Newsmakers


Editorial: When Kids Desperately Need Help

BY September 26, 2017

You join CEO Jackie Stephens for a tour through the Children’s Advocacy Center in Naples and you can’t help but be charmed by the cheery paintings all about, the toy box and a closet full of brand-new clothes for kids. But keep looking and you see more—for example, the ominous room with screens where law enforcement people can watch protectively over child victims in crisis from some heartbreaking incidents.

And so it is with Jackie, too, cheerful, walking and talking briskly as she moves, yet so painfully mindful of the stream of some 1,900 or so sorrowful cases that her center takes on every year. For CAC is Collier County’s only immediate refuge for children subjected to physical or sexual abuse. I asked her to describe some of the cases in the name of understanding the realities her team confronts in trying to make things better in pretty difficult circumstances.

“Well,” Jackie says, “we had a 12-year-old girl here who was sexually abused by her stepfather. She was interviewed by a counselor here and given a medical exam. And the worst part? The girl kept saying, ‘My mom chose him over me and knew him for only four years.’” The case came through the Florida Hotline—with the Department of Children and Families and law enforcement people part of the mix. The stepfather was arrested, convicted and sent to jail. The child went to foster care. With counseling of both mom and daughter, she was eventually reunited with her mother.

Jackie tells of a 5-year-old boy with cerebral palsy from Golden Gate City. His mother ignored him and didn’t feed him and he was within days of dying. CAC got him to a hospital, where doctors had to figure out the effects of the neglect as separate from his disease symptoms. They got him back to a much better place medically, and he progressed enough to be moved to a foster home. “Now,” Jackie says, “he’s much, much better, has a beautiful smile and is adorable.”
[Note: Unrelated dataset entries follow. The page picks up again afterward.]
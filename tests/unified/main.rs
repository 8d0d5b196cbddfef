//! Unified Runner Tests
//!
//! End-to-end tests that load unified-format files and run them against the
//! in-memory driver:
//! - crud: operations, results, expected errors and outcomes
//! - schema: schema version gating
//! - requirements: runOnRequirements, skipReason and the config skip lists
//! - events: expectEvents verification
//! - lifecycle: entities, sessions, fail points and teardown

mod common;

mod crud;
mod events;
mod lifecycle;
mod requirements;
mod schema;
Then there is the young couple with drug issues who had their two kids sent off to live with relatives. After successful rehab, they got intensive in-home coaching from CAC, especially on coping with the children’s issues. In the end, with the kids back home, they told the instructor that the classes were the “most helpful” thing they did to get their lives back together.

And Jackie reports with some feeling about a high school girl who was so seriously injured in a sexual assault case that she had to be sent to a hospital out of the area for special treatment. She was home-schooled her entire senior year and graduated with a 4.9 GPA. “We gave her therapy for psychological trauma and advocated for her in the legal matters and court trial. She’s now in college, has won art awards and did art for our auctions that got pretty good prices. She volunteers for us, too.”

As if it weren’t enough, as we’ve seen, for CAC to provide all these varied services, well—there are the obstacles. Like the county withholding grant money for 10 months while doing an audit. Or getting only half of some grants or only for certain services. Says Jackie: “It’s like baking a cake without eggs and vanilla and expecting it still to meet full expectations.”

Looking ahead, Jackie talks about expansion right next door to her office. The space would add 1,000 square feet to the 5,000 CAC already has. “Among other services for kids,” Jackie says, “it would allow more counseling for parents, especially preventive measures.” The plans for funding are afoot.

Jackie’s been at this for CAC for 25 years and prepared well for it with her B.S. in psychology from the Florida Institute of Technology, her M.S. in counseling from Rollins College and her many years as lead quality assurance consultant for the Florida Department of Health Child Protection Team Program.

Her escapes from the intensity of it all? She’s an avid fiction reader—and is it surprising that she says she likes happy endings? She loves travel and doing artsy things like quilting and making jewelry. But back to business. She started out as a case manager and occasionally gets hands-on with them now. “Need the plumbing fixed? A new light bulb? I’m there for it,” she says. “That’s the nonprofit game.” And Jackie Stephens is quite the player with quite the track record to show for it.